About this exercise => Be exact. Print each record as it stands.

(Materials provided begins)

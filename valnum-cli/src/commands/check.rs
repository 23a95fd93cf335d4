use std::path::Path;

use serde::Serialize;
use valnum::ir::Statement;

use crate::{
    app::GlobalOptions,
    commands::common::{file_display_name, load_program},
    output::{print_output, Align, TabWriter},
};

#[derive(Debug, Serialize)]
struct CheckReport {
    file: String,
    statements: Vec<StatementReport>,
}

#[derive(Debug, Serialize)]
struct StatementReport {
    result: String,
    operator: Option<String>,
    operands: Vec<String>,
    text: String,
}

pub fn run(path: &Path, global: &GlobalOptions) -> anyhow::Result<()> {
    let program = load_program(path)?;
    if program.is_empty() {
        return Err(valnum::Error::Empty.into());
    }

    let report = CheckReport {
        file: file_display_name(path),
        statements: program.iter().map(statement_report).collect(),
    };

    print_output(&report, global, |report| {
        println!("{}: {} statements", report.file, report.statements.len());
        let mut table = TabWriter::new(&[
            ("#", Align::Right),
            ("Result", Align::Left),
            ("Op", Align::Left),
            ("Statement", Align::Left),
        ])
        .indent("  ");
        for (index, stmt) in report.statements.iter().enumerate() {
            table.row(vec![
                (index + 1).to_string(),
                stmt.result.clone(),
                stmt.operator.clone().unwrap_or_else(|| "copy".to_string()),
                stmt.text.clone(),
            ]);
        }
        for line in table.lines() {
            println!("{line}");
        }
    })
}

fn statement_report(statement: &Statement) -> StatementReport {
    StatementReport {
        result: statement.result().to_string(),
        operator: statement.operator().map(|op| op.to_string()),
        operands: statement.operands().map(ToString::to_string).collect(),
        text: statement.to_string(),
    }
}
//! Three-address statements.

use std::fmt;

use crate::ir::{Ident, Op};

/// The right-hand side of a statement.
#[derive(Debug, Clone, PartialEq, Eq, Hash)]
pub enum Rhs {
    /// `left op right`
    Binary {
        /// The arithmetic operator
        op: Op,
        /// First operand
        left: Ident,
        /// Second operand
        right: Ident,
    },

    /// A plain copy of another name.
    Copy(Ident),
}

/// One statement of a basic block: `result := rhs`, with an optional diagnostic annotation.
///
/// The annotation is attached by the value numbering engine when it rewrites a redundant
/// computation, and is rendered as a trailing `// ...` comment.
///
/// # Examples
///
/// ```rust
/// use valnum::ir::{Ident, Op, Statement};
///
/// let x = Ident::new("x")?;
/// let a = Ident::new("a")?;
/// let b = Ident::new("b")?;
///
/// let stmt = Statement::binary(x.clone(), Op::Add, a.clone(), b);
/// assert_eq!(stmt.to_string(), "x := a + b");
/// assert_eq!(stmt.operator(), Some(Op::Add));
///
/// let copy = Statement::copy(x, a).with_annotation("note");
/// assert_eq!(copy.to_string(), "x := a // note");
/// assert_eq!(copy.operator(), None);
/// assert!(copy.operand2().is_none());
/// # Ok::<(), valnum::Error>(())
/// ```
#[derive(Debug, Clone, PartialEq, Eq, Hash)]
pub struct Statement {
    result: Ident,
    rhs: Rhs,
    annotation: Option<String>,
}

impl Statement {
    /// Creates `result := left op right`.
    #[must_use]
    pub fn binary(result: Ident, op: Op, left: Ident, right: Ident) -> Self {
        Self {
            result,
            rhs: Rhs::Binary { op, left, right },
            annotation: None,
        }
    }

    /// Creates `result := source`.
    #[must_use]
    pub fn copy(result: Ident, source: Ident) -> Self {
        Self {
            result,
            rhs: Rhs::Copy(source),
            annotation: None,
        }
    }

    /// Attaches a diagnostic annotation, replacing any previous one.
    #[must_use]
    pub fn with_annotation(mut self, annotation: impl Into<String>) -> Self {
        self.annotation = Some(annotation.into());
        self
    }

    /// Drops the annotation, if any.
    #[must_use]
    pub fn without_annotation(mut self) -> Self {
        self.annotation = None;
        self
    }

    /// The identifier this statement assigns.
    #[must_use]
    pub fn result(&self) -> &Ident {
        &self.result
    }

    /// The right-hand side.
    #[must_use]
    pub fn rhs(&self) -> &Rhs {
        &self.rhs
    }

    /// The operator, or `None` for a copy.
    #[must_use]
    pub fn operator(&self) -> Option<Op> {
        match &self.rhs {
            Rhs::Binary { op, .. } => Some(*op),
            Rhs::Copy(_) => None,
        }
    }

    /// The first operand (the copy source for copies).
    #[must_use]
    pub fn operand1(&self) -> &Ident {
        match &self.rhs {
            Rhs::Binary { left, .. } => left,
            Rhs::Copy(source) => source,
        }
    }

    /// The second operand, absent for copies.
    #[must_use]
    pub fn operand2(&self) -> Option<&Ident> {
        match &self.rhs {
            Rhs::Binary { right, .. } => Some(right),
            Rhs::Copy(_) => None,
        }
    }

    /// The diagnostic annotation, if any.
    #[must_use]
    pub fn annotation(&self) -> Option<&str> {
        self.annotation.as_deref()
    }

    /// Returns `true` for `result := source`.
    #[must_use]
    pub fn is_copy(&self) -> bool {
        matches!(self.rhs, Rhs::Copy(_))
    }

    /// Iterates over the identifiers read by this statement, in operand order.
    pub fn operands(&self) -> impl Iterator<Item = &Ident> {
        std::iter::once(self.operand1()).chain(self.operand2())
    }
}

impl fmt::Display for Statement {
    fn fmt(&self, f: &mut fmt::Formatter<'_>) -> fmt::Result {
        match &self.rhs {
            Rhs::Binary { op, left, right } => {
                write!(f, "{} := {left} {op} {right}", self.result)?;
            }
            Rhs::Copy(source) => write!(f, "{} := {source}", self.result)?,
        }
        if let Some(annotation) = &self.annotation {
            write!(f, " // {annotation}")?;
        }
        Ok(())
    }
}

(Materials provided ends)

Output =>
filename valnum-cli/src/commands/check.rs
repository 23a95fd93cf335d4
use std::path::Path;

use serde::Serialize;
use valnum::ir::Statement;

use crate::{
    app::GlobalOptions,
    commands::common::{file_display_name, load_program},
    output::{print_output, Align, TabWriter},
};

#[derive(Debug, Serialize)]
struct CheckReport {
    file: String,
    statements: Vec<StatementReport>,
}

#[derive(Debug, Serialize)]
struct StatementReport {
    result: String,
    operator: Option<String>,
    operands: Vec<String>,
    text: String,
}

pub fn run(path: &Path, global: &GlobalOptions) -> anyhow::Result<()> {
    let program = load_program(path)?;
    if program.is_empty() {
        return Err(valnum::Error::Empty.into());
    }

    let report = CheckReport {
        file: file_display_name(path),
        statements: program.iter().map(statement_report).collect(),
    };

    print_output(&report, global, |report| {
        println!("{}: {} statements", report.file, report.statements.len());
        let mut table = TabWriter::new(&[
            ("#", Align::Right),
            ("Result", Align::Left),
            ("Op", Align::Left),
            ("Statement", Align::Left),
        ])
        .indent("  ");
        for (index, stmt) in report.statements.iter().enumerate() {
            table.row(vec![
                (index + 1).to_string(),
                stmt.result.clone(),
                stmt.operator.clone().unwrap_or_else(|| "copy".to_string()),
                stmt.text.clone(),
            ]);
        }
        for line in table.lines() {
            println!("{line}");
        }
    })
}

fn statement_report(statement: &Statement) -> StatementReport {
    StatementReport {
        result: statement.result().to_string(),
        operator: statement.operator().map(|op| op.to_string()),
        operands: statement.operands().map(ToString::to_string).collect(),
        text: statement.to_string(),
    }
}
//! Three-address statements.

use std::fmt;

use crate::ir::{Ident, Op};

/// The right-hand side of a statement.
#[derive(Debug, Clone, PartialEq, Eq, Hash)]
pub enum Rhs {
    /// `left op right`
    Binary {
        /// The arithmetic operator
        op: Op,
        /// First operand
        left: Ident,
        /// Second operand
        right: Ident,
    },

    /// A plain copy of another name.
    Copy(Ident),
}

/// One statement of a basic block: `result := rhs`, with an optional diagnostic annotation.
///
/// The annotation is attached by the value numbering engine when it rewrites a redundant
/// computation, and is rendered as a trailing `// ...` comment.
///
/// # Examples
///
/// ```rust
/// use valnum::ir::{Ident, Op, Statement};
///
/// let x = Ident::new("x")?;
/// let a = Ident::new("a")?;
/// let b = Ident::new("b")?;
///
/// let stmt = Statement::binary(x.clone(), Op::Add, a.clone(), b);
/// assert_eq!(stmt.to_string(), "x := a + b");
/// assert_eq!(stmt.operator(), Some(Op::Add));
///
/// let copy = Statement::copy(x, a).with_annotation("note");
/// assert_eq!(copy.to_string(), "x := a // note");
/// assert_eq!(copy.operator(), None);
/// assert!(copy.operand2().is_none());
/// # Ok::<(), valnum::Error>(())
/// ```
#[derive(Debug, Clone, PartialEq, Eq, Hash)]
pub struct Statement {
    result: Ident,
    rhs: Rhs,
    annotation: Option<String>,
}

impl Statement {
    /// Creates `result := left op right`.
    #[must_use]
    pub fn binary(result: Ident, op: Op, left: Ident, right: Ident) -> Self {
        Self {
            result,
            rhs: Rhs::Binary { op, left, right },
            annotation: None,
        }
    }

    /// Creates `result := source`.
    #[must_use]
    pub fn copy(result: Ident, source: Ident) -> Self {
        Self {
            result,
            rhs: Rhs::Copy(source),
            annotation: None,
        }
    }

    /// Attaches a diagnostic annotation, replacing any previous one.
    #[must_use]
    pub fn with_annotation(mut self, annotation: impl Into<String>) -> Self {
        self.annotation = Some(annotation.into());
        self
    }

    /// Drops the annotation, if any.
    #[must_use]
    pub fn without_annotation(mut self) -> Self {
        self.annotation = None;
        self
    }

    /// The identifier this statement assigns.
    #[must_use]
    pub fn result(&self) -> &Ident {
        &self.result
    }

    /// The right-hand side.
    #[must_use]
    pub fn rhs(&self) -> &Rhs {
        &self.rhs
    }

    /// The operator, or `None` for a copy.
    #[must_use]
    pub fn operator(&self) -> Option<Op> {
        match &self.rhs {
            Rhs::Binary { op, .. } => Some(*op),
            Rhs::Copy(_) => None,
        }
    }

    /// The first operand (the copy source for copies).
    #[must_use]
    pub fn operand1(&self) -> &Ident {
        match &self.rhs {
            Rhs::Binary { left, .. } => left,
            Rhs::Copy(source) => source,
        }
    }

    /// The second operand, absent for copies.
    #[must_use]
    pub fn operand2(&self) -> Option<&Ident> {
        match &self.rhs {
            Rhs::Binary { right, .. } => Some(right),
            Rhs::Copy(_) => None,
        }
    }

    /// The diagnostic annotation, if any.
    #[must_use]
    pub fn annotation(&self) -> Option<&str> {
        self.annotation.as_deref()
    }

    /// Returns `true` for `result := source`.
    #[must_use]
    pub fn is_copy(&self) -> bool {
        matches!(self.rhs, Rhs::Copy(_))
    }

    /// Iterates over the identifiers read by this statement, in operand order.
    pub fn operands(&self) -> impl Iterator<Item = &Ident> {
        std::iter::once(self.operand1()).chain(self.operand2())
    }
}

impl fmt::Display for Statement {
    fn fmt(&self, f: &mut fmt::Formatter<'_>) -> fmt::Result {
        match &self.rhs {
            Rhs::Binary { op, left, right } => {
                write!(f, "{} := {left} {op} {right}", self.result)?;
            }
            Rhs::Copy(source) => write!(f, "{} := {source}", self.result)?,
        }
        if let Some(annotation) = &self.annotation {
            write!(f, " // {annotation}")?;
        }
        Ok(())
    }
}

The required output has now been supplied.